La administración de Donald Trump mantiene conversaciones con Uruguay para convertirlo en un nuevo destino de ciudadanos cubanos deportados por Estados Unidos. Las negociaciones, que llevan varios meses, están a cargo del Departamento de Estado, dirigido por Marco Rubio, y del Ministerio de Relaciones Exteriores uruguayo, según funcionarios de ambos países.

El acuerdo todavía no está cerrado, aunque funcionarios estadounidenses y uruguayos están cerca de asegurarlo. Uruguay, el segundo país más pequeño de Sudamérica, ya cuenta con una población significativa de residentes que emigraron de Cuba. Un alto funcionario uruguayo sostuvo que el país participa de las tratativas tanto por su necesidad de trabajadores inmigrantes como por el interés de fortalecer su relación con la administración Trump.

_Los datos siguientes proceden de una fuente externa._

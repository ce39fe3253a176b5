//! HTTP route handlers.

use std::str::FromStr;

use axum::{
    Json, Router,
    extract::{Path, Query, State},
    http::{StatusCode, header},
    response::{IntoResponse, Response},
    routing::get,
};
use chrono::Utc;
use futures::future::join_all;
use serde::Serialize;
use tower_http::trace::TraceLayer;
use tracing::{error, warn};

use crate::domain::{MessageChannel, SearchKind, TransportMode, calculate_late_chance};
use crate::prim::{Endpoint, PrimError, Refresh};

use super::dto::*;
use super::state::AppState;

/// Most stops accepted by one bulk passages request.
pub const MAX_BULK_STOPS: usize = 10;

/// Shortest accepted search text, in characters.
const MIN_QUERY_CHARS: usize = 2;

/// Create the application router.
pub fn create_router(state: AppState) -> Router {
    Router::new()
        .route("/health", get(health))
        .route("/api/passages/bulk", get(bulk_passages))
        .route("/api/passages/line/:line_id", get(line_passages))
        .route("/api/passages/:stop_id", get(stop_passages))
        .route("/api/trafic", get(trafic))
        .route("/api/messages/trafic", get(traffic_messages))
        .route("/api/messages/affichage", get(screen_messages))
        .route("/api/search", get(search))
        .route("/api/line-stops/:line_id", get(line_stops))
        .route("/api/incidents", get(incidents))
        .route("/api/late-chance", get(late_chance))
        .layer(TraceLayer::new_for_http())
        .with_state(state)
}

/// JSON body with the `Cache-Control` of the endpoint it was built from.
fn cached<T: Serialize>(refresh: Refresh, body: T) -> Response {
    (
        [(header::CACHE_CONTROL, refresh.cache_control())],
        Json(body),
    )
        .into_response()
}

/// Non-empty trimmed items of a comma-separated query value.
fn comma_separated(value: &str) -> Vec<&str> {
    value
        .split(',')
        .map(str::trim)
        .filter(|s| !s.is_empty())
        .collect()
}

/// Health check endpoint.
async fn health() -> &'static str {
    "ok"
}

/// Next passages at one stop.
async fn stop_passages(
    State(state): State<AppState>,
    Path(stop_id): Path<String>,
) -> Result<Response, AppError> {
    let passages = state.prim.get_next_departures(&stop_id).await?;

    Ok(cached(
        state.refresh.stop_monitoring,
        PassagesResponse {
            passages,
            timestamp: Utc::now(),
        },
    ))
}

/// Next passages at several stops, fetched concurrently.
///
/// A failing stop does not fail the request; its error is reported inline.
async fn bulk_passages(
    State(state): State<AppState>,
    Query(req): Query<BulkPassagesRequest>,
) -> Result<Response, AppError> {
    let stops = req.stops.as_deref().ok_or_else(|| {
        AppError::bad_request("stops query parameter is required (comma-separated list)")
    })?;

    let stop_ids = comma_separated(stops);

    if stop_ids.is_empty() {
        return Err(AppError::bad_request("At least one stop ID is required"));
    }
    if stop_ids.len() > MAX_BULK_STOPS {
        return Err(AppError::bad_request(format!(
            "Maximum {MAX_BULK_STOPS} stops allowed per request"
        )));
    }

    let outcomes = join_all(
        stop_ids
            .iter()
            .map(|stop_id| state.prim.get_next_departures(stop_id)),
    )
    .await;

    let results: Vec<BulkStopResult> = stop_ids
        .iter()
        .zip(outcomes)
        .map(|(stop_id, outcome)| match outcome {
            Ok(passages) => BulkStopResult {
                stop_id: stop_id.to_string(),
                passages,
                error: None,
            },
            Err(e) => {
                warn!(stop_id, error = %e, "bulk passages: stop failed");
                BulkStopResult {
                    stop_id: stop_id.to_string(),
                    passages: Vec::new(),
                    error: Some(bulk_error_message(&e)),
                }
            }
        })
        .collect();

    let summary = BulkSummary::of(&results);
    Ok(cached(
        state.refresh.stop_monitoring,
        BulkPassagesResponse {
            results,
            summary,
            timestamp: Utc::now(),
        },
    ))
}

fn bulk_error_message(e: &PrimError) -> String {
    if let Some(status) = e.status() {
        format!("API Error: {status}")
    } else if e.is_validation() {
        "Invalid response from PRIM API".to_string()
    } else {
        e.to_string()
    }
}

/// Next passages of one line.
async fn line_passages(
    State(state): State<AppState>,
    Path(line_id): Path<String>,
) -> Result<Response, AppError> {
    let passages = state.prim.get_line_passages(&line_id).await?;

    Ok(cached(
        state.refresh.stop_monitoring,
        LinePassagesResponse {
            passages,
            line_id,
            timestamp: Utc::now(),
        },
    ))
}

/// Line statuses, globally, per mode or for one line.
async fn trafic(
    State(state): State<AppState>,
    Query(req): Query<TraficRequest>,
) -> Result<Response, AppError> {
    let mode = req
        .mode
        .as_deref()
        .filter(|m| !m.is_empty())
        .map(TransportMode::from_str)
        .transpose()
        .map_err(|e| {
            let valid: Vec<&str> = TransportMode::ALL.iter().map(|m| m.as_str()).collect();
            AppError::bad_request(format!("{e}, expected one of {}", valid.join(", ")))
        })?;

    let traffic_info = match req.line_id.as_deref().filter(|l| !l.is_empty()) {
        Some(line_id) => state
            .prim
            .get_line_traffic_info(line_id)
            .await?
            .into_iter()
            .collect(),
        None => state.prim.get_traffic_info(mode).await?,
    };

    Ok(cached(
        state.refresh.line_reports,
        TraficResponse {
            traffic_info,
            timestamp: Utc::now(),
            mode: mode.map_or("all", TransportMode::as_str).to_string(),
        },
    ))
}

/// Line statuses from line reports, or from the bulk disruption feed.
async fn traffic_messages(
    State(state): State<AppState>,
    Query(req): Query<TrafficMessagesRequest>,
) -> Result<Response, AppError> {
    let (traffic_info, source, refresh) = if req.is_bulk() {
        (
            state.prim.get_bulk_disruptions().await?,
            "bulk",
            state.refresh.disruptions_bulk,
        )
    } else {
        (
            state.prim.get_traffic_info(None).await?,
            "line_reports",
            state.refresh.line_reports,
        )
    };

    Ok(cached(
        refresh,
        TrafficMessagesResponse {
            traffic_info,
            source,
            timestamp: Utc::now(),
        },
    ))
}

/// Messages shown on station screens.
async fn screen_messages(
    State(state): State<AppState>,
    Query(req): Query<ScreenMessagesRequest>,
) -> Result<Response, AppError> {
    let channel = req
        .channel
        .as_deref()
        .filter(|c| !c.is_empty())
        .map(MessageChannel::from_str)
        .transpose()
        .map_err(|e| {
            AppError::bad_request(format!(
                "{e}, channel must be one of: Information, Perturbation, Commercial"
            ))
        })?;

    let line_id = req.line_id.as_deref().filter(|l| !l.is_empty());
    let mut messages = state.prim.get_screen_messages(line_id).await?;
    if let Some(channel) = &channel {
        messages.retain(|m| &m.channel == channel);
    }

    Ok(cached(
        state.refresh.general_message,
        ScreenMessagesResponse {
            messages,
            filters: MessageFilters {
                line_id: req.line_id,
                channel: req.channel,
            },
            timestamp: Utc::now(),
        },
    ))
}

/// Search stops and lines.
async fn search(
    State(state): State<AppState>,
    Query(req): Query<SearchRequest>,
) -> Result<Response, AppError> {
    let query = req
        .q
        .as_deref()
        .map(str::trim)
        .filter(|q| q.chars().count() >= MIN_QUERY_CHARS)
        .ok_or_else(|| {
            AppError::bad_request(
                "Query parameter 'q' is required and must be at least 2 characters",
            )
        })?;

    let kind = match req.kind.as_deref() {
        None | Some("") => SearchKind::default(),
        Some(kind) => SearchKind::from_str(kind).map_err(|e| AppError::bad_request(e.to_string()))?,
    };

    let results = state.prim.search(query, kind).await?;

    Ok(cached(
        state.refresh.search,
        SearchResponse {
            count: results.len(),
            results,
            query: query.to_string(),
            kind: kind.as_str(),
        },
    ))
}

/// Unique stations of one line.
async fn line_stops(
    State(state): State<AppState>,
    Path(line_id): Path<String>,
) -> Result<Response, AppError> {
    let stops = state.prim.get_line_stops(&line_id).await?;

    Ok(cached(
        state.refresh.line_stops,
        LineStopsResponse {
            count: stops.len(),
            stops,
            line_id,
        },
    ))
}

/// Disruptions as incidents, for one line or from the bulk feed.
async fn incidents(
    State(state): State<AppState>,
    Query(req): Query<IncidentsRequest>,
) -> Result<Response, AppError> {
    let line_id = req.line_id.as_deref().filter(|l| !l.trim().is_empty());
    let incidents = state.prim.get_incidents(line_id).await?;
    let (source, refresh) = match line_id {
        Some(_) => ("line_reports", state.refresh.line_reports),
        None => ("bulk", state.refresh.disruptions_bulk),
    };

    Ok(cached(
        refresh,
        IncidentsResponse {
            count: incidents.len(),
            incidents,
            source,
            timestamp: Utc::now(),
        },
    ))
}

/// Chance of being late on a rider's favourite lines.
///
/// Without lines there is nothing to assess and upstream is not called.
async fn late_chance(
    State(state): State<AppState>,
    Query(req): Query<LateChanceRequest>,
) -> Result<Response, AppError> {
    let lines = comma_separated(req.lines.as_deref().unwrap_or_default());
    let traffic = if lines.is_empty() {
        Vec::new()
    } else {
        state.prim.get_traffic_info(None).await?
    };

    Ok(cached(
        state.refresh.line_reports,
        LateChanceResponse {
            late_chance: calculate_late_chance(lines, &traffic),
            timestamp: Utc::now(),
        },
    ))
}

/// Application error type.
#[derive(Debug)]
pub enum AppError {
    BadRequest { message: String },
    Prim(PrimError),
}

impl AppError {
    pub fn bad_request(message: impl Into<String>) -> Self {
        AppError::BadRequest {
            message: message.into(),
        }
    }
}

impl From<PrimError> for AppError {
    fn from(e: PrimError) -> Self {
        AppError::Prim(e)
    }
}

/// Upstream statuses are passed through when they are errors.
fn upstream_status(status: u16) -> StatusCode {
    StatusCode::from_u16(status)
        .ok()
        .filter(|s| s.is_client_error() || s.is_server_error())
        .unwrap_or(StatusCode::BAD_GATEWAY)
}

impl IntoResponse for AppError {
    fn into_response(self) -> Response {
        let (status, body) = match self {
            AppError::BadRequest { message } => {
                warn!(%message, "bad request");
                (
                    StatusCode::BAD_REQUEST,
                    ErrorResponse {
                        error: "Bad Request".to_string(),
                        message: Some(message),
                        status: None,
                    },
                )
            }
            AppError::Prim(e) => match e.status() {
                Some(upstream) => {
                    let endpoint = e.endpoint().map_or("-", Endpoint::name);
                    if e.is_rate_limited() {
                        warn!(endpoint, "upstream rate limit, passing 429 on");
                    } else {
                        warn!(endpoint, error = %e, "upstream error");
                    }
                    (
                        upstream_status(upstream),
                        ErrorResponse {
                            error: "API Error".to_string(),
                            message: Some(e.to_string()),
                            status: Some(upstream),
                        },
                    )
                }
                None if e.is_validation() => {
                    error!(
                        endpoint = e.endpoint().map_or("-", Endpoint::name),
                        error = %e,
                        "upstream contract drift"
                    );
                    (
                        StatusCode::BAD_GATEWAY,
                        ErrorResponse {
                            error: "Validation Error".to_string(),
                            message: Some("Invalid response from PRIM API".to_string()),
                            status: None,
                        },
                    )
                }
                None => {
                    error!(
                        endpoint = e.endpoint().map_or("-", Endpoint::name),
                        error = %e,
                        "request failed"
                    );
                    (
                        StatusCode::INTERNAL_SERVER_ERROR,
                        ErrorResponse {
                            error: "Internal Server Error".to_string(),
                            message: Some(e.to_string()),
                            status: None,
                        },
                    )
                }
            },
        };

        (status, Json(body)).into_response()
    }
}
//! Predicted vehicle passages at a stop.

use chrono::{DateTime, Utc};
use serde::Serialize;

/// Departure status reported when upstream says nothing.
pub const NO_REPORT: &str = "noReport";

/// A single predicted arrival or departure at a stop.
///
/// `status` is kept as upstream sends it. The usual values are `onTime`,
/// `delayed`, `early`, `cancelled` and `noReport`, but others pass through.
#[derive(Debug, Clone, PartialEq, Eq, Serialize)]
#[serde(rename_all = "camelCase")]
pub struct Passage {
    /// `{lineRef}-{index}`, unique within one response.
    pub id: String,
    pub line_id: String,
    pub line_name: String,
    pub destination: String,
    pub direction: String,
    /// `None` when upstream gave no usable expected time.
    pub expected_time: Option<DateTime<Utc>>,
    pub aimed_time: Option<DateTime<Utc>>,
    pub status: String,
    /// Whole minutes until `expected_time`, recomputed at projection time.
    pub waiting_time: Option<i64>,
}

#[cfg(test)]
mod tests {
    use super::*;

    fn passage(expected: Option<&str>, aimed: Option<&str>, status: &str) -> Passage {
        let parse = |s: &str| {
            DateTime::parse_from_rfc3339(s)
                .unwrap()
                .with_timezone(&Utc)
        };
        Passage {
            id: "line:IDFM:C01742-0".into(),
            line_id: "line:IDFM:C01742".into(),
            line_name: "RER A".into(),
            destination: "Marne-la-Vallée".into(),
            direction: String::new(),
            expected_time: expected.map(parse),
            aimed_time: aimed.map(parse),
            status: status.into(),
            waiting_time: None,
        }
    }

    #[test]
    fn serializes_camel_case_with_nulls() {
        let json = serde_json::to_value(passage(None, None, NO_REPORT)).unwrap();
        assert_eq!(json["lineName"], "RER A");
        assert!(json["expectedTime"].is_null());
        assert!(json["waitingTime"].is_null());
        assert_eq!(json["status"], "noReport");
    }
}
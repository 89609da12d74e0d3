//! LP assembly for the weighted L1 misfit.
//!
//! Unknowns are laid out as
//!
//! ```text
//! x = [ m⁺ (M) | m⁻ (M) | α (N) | x1 (N) | x2 (N) ]      L = 2M + 3N
//! ```
//!
//! and the program is
//!
//! ```text
//! minimize   Σ α_i / sd_i
//! subject to G m⁺ − G m⁻ − α + x1 = d     (G·m − d ≤  α)
//!            G m⁺ − G m⁻ + α − x2 = d     (G·m − d ≥ −α)
//!            −x ≤ 0
//!            m⁺, m⁻ ≤ bound
//! ```
//!
//! At the optimum every `α_i` is pushed down to `|(G·m)_i − d_i|`, so the
//! objective equals the weighted L1 misfit.

use std::ops::Range;

use nalgebra::{DMatrix, DVector};

use crate::lp::LinearProgram;
use crate::math::{fill_segment, set_block, set_block_scaled, set_identity_block, set_segment};

/// Column layout of the LP vector for an `N × M` system.
#[derive(Debug, Clone, Copy, PartialEq, Eq)]
pub struct VariableLayout {
    /// Observations (rows of `G`).
    pub n: usize,
    /// Model parameters (columns of `G`).
    pub m: usize,
}

impl VariableLayout {
    pub fn new(n: usize, m: usize) -> Self {
        Self { n, m }
    }

    /// Total LP variable count `2M + 3N`.
    pub fn len(&self) -> usize {
        2 * self.m + 3 * self.n
    }

    pub fn is_empty(&self) -> bool {
        self.len() == 0
    }

    pub fn m_plus(&self) -> Range<usize> {
        0..self.m
    }

    pub fn m_minus(&self) -> Range<usize> {
        self.m..2 * self.m
    }

    pub fn alpha(&self) -> Range<usize> {
        2 * self.m..2 * self.m + self.n
    }

    /// Slack of the `G·m − d ≤ α` rows.
    pub fn slack_upper(&self) -> Range<usize> {
        2 * self.m + self.n..2 * self.m + 2 * self.n
    }

    /// Slack of the `G·m − d ≥ −α` rows.
    pub fn slack_lower(&self) -> Range<usize> {
        2 * self.m + 2 * self.n..self.len()
    }

    /// Recover `m = m⁺ − m⁻` from an LP vector.
    ///
    /// # Panics
    /// Panics if `x` is shorter than `2M`.
    pub fn decode(&self, x: &DVector<f64>) -> DVector<f64> {
        x.rows(self.m_plus().start, self.m) - x.rows(self.m_minus().start, self.m)
    }
}

/// Build the L1 inversion LP.
///
/// Shapes are not re-validated here: `g` is `N × M`, `d` and `sd` have `N`
/// entries, and every `sd_i > 0`.
pub fn build_l1_program(
    g: &DMatrix<f64>,
    d: &DVector<f64>,
    sd: &DVector<f64>,
    bound: f64,
) -> LinearProgram {
    let layout = VariableLayout::new(g.nrows(), g.ncols());
    let (n, m, l) = (layout.n, layout.m, layout.len());

    // Objective: inverse std on the α block.
    let mut objective = DVector::<f64>::zeros(l);
    set_segment(&mut objective, layout.alpha().start, &sd.map(|s| 1.0 / s));

    // Equalities: two stacked N-row blocks sharing the G m⁺ − G m⁻ term.
    let mut a_eq = DMatrix::<f64>::zeros(2 * n, l);
    let mut b_eq = DVector::<f64>::zeros(2 * n);
    for (row0, alpha_sign, slack_col, slack_sign) in [
        (0, -1.0, layout.slack_upper().start, 1.0),
        (n, 1.0, layout.slack_lower().start, -1.0),
    ] {
        set_block(&mut a_eq, row0, layout.m_plus().start, g);
        set_block_scaled(&mut a_eq, row0, layout.m_minus().start, g, -1.0);
        set_identity_block(&mut a_eq, row0, layout.alpha().start, n, alpha_sign);
        set_identity_block(&mut a_eq, row0, slack_col, n, slack_sign);
        set_segment(&mut b_eq, row0, d);
    }

    // Inequalities: nonnegativity on all L columns, then the model box.
    let mut a_ub = DMatrix::<f64>::zeros(l + 2 * m, l);
    let mut b_ub = DVector::<f64>::zeros(l + 2 * m);
    set_identity_block(&mut a_ub, 0, 0, l, -1.0);
    set_identity_block(&mut a_ub, l, 0, 2 * m, 1.0);
    fill_segment(&mut b_ub, l, 2 * m, bound);

    LinearProgram {
        objective,
        a_ub,
        b_ub,
        a_eq,
        b_eq,
    }
}
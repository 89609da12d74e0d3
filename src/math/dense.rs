//! Block assignment helpers for owned dense matrices.
//!
//! LP assembly is written in terms of sub-blocks (`Aeq[:N, :M] = G`,
//! `Aeq[:N, 2M:2M+N] = -I`, ...). These helpers keep that code close to the
//! block notation while staying within `nalgebra`'s bounds-checked views.
//!
//! # Panics
//! Every helper panics if the target block does not fit inside `dst`. Callers
//! size the destination from the same dimensions they index with.

use nalgebra::{DMatrix, DVector};

/// Copy `src` into `dst` with its top-left corner at `(row, col)`.
pub fn set_block(dst: &mut DMatrix<f64>, row: usize, col: usize, src: &DMatrix<f64>) {
    dst.view_mut((row, col), (src.nrows(), src.ncols()))
        .copy_from(src);
}

/// Copy `scale * src` into `dst` with its top-left corner at `(row, col)`.
pub fn set_block_scaled(
    dst: &mut DMatrix<f64>,
    row: usize,
    col: usize,
    src: &DMatrix<f64>,
    scale: f64,
) {
    let mut block = dst.view_mut((row, col), (src.nrows(), src.ncols()));
    for j in 0..src.ncols() {
        for i in 0..src.nrows() {
            block[(i, j)] = scale * src[(i, j)];
        }
    }
}

/// Write `scale * I(n)` into `dst` with its top-left corner at `(row, col)`.
///
/// Off-diagonal entries of the block are zeroed.
pub fn set_identity_block(dst: &mut DMatrix<f64>, row: usize, col: usize, n: usize, scale: f64) {
    let mut block = dst.view_mut((row, col), (n, n));
    block.fill(0.0);
    block.fill_diagonal(scale);
}

/// Copy `src` into `dst[start..start + src.len()]`.
pub fn set_segment(dst: &mut DVector<f64>, start: usize, src: &DVector<f64>) {
    dst.rows_mut(start, src.len()).copy_from(src);
}

/// Fill `dst[start..start + len]` with `value`.
pub fn fill_segment(dst: &mut DVector<f64>, start: usize, len: usize, value: f64) {
    dst.rows_mut(start, len).fill(value);
}
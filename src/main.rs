use std::process::ExitCode;

fn main() -> ExitCode {
    match l1_inversion::app::run() {
        Ok(()) => ExitCode::SUCCESS,
        Err(err) => {
            eprintln!("{err}");
            ExitCode::from(err.exit_code())
        }
    }
}
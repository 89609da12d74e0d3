//! Model bound derived from ordinary least squares.
//!
//! Splitting `m = m⁺ − m⁻` leaves a flat direction whenever `G` has a
//! nullspace, so the LP caps every `m⁺_j, m⁻_j` at
//!
//! ```text
//! bound = multiplier * max_j |m_ls_j|
//! ```
//!
//! The cap is a heuristic; it is not proven to contain the L1 optimum.

use nalgebra::{DMatrix, DVector};

use crate::domain::DEFAULT_BOUND_MULTIPLIER;
use crate::error::InversionError;
use crate::math::least_squares_fit;

/// A derived bound together with the least-squares fit it came from.
#[derive(Debug, Clone, PartialEq)]
pub struct ModelBound {
    pub least_squares: DVector<f64>,
    pub value: f64,
}

/// Fit `G·m = d` by least squares and scale its largest magnitude.
///
/// Failures of the fit are propagated as [`InversionError::SingularSystem`];
/// no fallback bound is substituted.
pub fn derive_bound(
    g: &DMatrix<f64>,
    d: &DVector<f64>,
    multiplier: f64,
) -> Result<ModelBound, InversionError> {
    let least_squares = least_squares_fit(g, d)?;
    let max_abs = least_squares.amax();
    let value = multiplier * max_abs;
    if !value.is_finite() {
        return Err(InversionError::SingularSystem(format!(
            "least-squares bound is not finite (max |m_ls| = {max_abs})"
        )));
    }
    Ok(ModelBound {
        least_squares,
        value,
    })
}

/// `10 × max|LeastSquaresFit(G, d)|`.
pub fn upper_bound(g: &DMatrix<f64>, d: &DVector<f64>) -> Result<f64, InversionError> {
    derive_bound(g, d, DEFAULT_BOUND_MULTIPLIER).map(|b| b.value)
}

Como parte de su política migratoria, Estados Unidos deportó a miles de cubanos. Algunos fueron enviados a México y a países africanos, mientras que otros regresaron a Cuba. La búsqueda de países dispuestos a recibirlos ocurre al mismo tiempo que Washington profundiza la presión económica sobre la isla, a la que el borrador atribuye años de sanciones estadounidenses y una gestión autoritaria de sus líderes.

En los últimos meses, el gobierno de Trump bloqueó los envíos de petróleo a Cuba, agravando las dificultades que atraviesa el país. Rubio afirmó que Estados Unidos tiene múltiples preocupaciones respecto de la isla, ubicada a 145 kilómetros de Florida, entre ellas “la amenaza de una migración masiva”.